Saved data entries
= Beginning of Section =
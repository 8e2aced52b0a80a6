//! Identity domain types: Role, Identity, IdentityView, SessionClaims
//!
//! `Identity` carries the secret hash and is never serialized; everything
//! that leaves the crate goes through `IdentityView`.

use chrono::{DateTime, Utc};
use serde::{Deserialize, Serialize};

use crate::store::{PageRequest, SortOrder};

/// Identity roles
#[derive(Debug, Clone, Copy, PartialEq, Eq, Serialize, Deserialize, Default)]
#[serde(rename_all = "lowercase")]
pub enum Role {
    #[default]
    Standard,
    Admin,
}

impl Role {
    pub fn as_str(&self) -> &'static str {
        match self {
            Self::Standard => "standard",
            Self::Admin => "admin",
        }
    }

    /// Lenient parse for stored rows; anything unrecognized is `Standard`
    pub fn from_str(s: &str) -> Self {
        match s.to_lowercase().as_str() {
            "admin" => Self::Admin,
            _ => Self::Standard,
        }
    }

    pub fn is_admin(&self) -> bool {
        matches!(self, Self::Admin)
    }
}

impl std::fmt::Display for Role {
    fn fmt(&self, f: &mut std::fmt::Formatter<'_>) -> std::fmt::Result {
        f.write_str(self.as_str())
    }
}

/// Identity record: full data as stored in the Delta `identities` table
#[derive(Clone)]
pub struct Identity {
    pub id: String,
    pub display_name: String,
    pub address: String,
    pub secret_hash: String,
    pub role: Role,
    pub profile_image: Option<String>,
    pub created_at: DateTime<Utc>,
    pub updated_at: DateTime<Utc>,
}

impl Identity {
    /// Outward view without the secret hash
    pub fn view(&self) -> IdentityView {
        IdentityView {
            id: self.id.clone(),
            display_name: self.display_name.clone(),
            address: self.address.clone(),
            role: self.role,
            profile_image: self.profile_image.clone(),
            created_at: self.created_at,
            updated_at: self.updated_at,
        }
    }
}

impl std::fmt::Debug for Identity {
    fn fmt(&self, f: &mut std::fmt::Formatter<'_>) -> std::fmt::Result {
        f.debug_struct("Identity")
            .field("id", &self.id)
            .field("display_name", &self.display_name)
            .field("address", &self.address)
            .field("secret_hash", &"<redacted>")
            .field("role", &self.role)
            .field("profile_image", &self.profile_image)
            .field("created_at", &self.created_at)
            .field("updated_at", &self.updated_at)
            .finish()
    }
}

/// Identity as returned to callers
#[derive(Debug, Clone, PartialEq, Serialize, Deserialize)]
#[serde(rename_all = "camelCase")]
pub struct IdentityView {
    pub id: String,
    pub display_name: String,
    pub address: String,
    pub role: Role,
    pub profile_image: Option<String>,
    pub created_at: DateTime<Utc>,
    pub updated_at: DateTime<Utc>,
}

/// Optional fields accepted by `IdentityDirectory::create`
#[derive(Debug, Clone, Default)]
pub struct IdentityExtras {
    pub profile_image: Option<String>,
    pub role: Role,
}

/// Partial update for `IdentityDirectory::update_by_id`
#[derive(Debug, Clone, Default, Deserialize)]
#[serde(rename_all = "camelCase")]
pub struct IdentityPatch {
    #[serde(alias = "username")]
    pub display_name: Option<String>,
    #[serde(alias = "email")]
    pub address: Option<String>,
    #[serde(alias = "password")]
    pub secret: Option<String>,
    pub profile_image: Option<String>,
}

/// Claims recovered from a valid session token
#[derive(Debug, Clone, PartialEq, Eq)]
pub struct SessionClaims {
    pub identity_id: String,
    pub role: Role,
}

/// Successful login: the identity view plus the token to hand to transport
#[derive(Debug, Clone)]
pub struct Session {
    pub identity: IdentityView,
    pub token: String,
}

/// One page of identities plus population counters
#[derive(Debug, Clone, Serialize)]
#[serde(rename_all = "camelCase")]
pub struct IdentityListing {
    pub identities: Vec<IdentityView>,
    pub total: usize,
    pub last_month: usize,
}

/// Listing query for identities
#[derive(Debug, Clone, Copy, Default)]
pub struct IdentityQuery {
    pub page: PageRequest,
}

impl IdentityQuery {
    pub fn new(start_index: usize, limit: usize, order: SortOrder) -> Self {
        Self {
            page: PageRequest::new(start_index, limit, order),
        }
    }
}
= End of Section =
= Beginning of Section =
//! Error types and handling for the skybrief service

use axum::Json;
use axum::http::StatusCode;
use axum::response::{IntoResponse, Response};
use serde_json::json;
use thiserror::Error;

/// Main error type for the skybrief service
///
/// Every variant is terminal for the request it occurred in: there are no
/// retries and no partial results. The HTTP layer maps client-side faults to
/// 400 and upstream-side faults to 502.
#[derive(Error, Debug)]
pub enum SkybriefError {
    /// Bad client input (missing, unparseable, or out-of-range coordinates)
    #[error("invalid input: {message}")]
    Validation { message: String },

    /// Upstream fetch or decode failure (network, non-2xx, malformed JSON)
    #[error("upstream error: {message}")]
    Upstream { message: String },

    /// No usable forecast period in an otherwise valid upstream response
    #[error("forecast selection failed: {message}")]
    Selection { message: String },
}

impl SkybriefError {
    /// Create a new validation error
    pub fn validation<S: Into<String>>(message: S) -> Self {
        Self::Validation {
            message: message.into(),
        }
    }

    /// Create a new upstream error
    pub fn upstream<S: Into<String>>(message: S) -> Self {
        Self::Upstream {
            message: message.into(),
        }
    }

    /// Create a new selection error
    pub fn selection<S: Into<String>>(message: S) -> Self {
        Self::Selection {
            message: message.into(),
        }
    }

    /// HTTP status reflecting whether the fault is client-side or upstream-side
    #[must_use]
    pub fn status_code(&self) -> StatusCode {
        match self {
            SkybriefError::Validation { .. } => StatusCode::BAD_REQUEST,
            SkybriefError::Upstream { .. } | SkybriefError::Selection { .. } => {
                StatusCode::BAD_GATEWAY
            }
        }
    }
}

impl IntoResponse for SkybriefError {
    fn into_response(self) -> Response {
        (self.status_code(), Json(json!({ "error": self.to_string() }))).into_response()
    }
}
= End of Section =
[Exercise details] If a line in the records above holds the string "faults", copy it.

[Your response]
/// retries and no partial results. The HTTP layer maps client-side faults to
/// 400 and upstream-side faults to 502.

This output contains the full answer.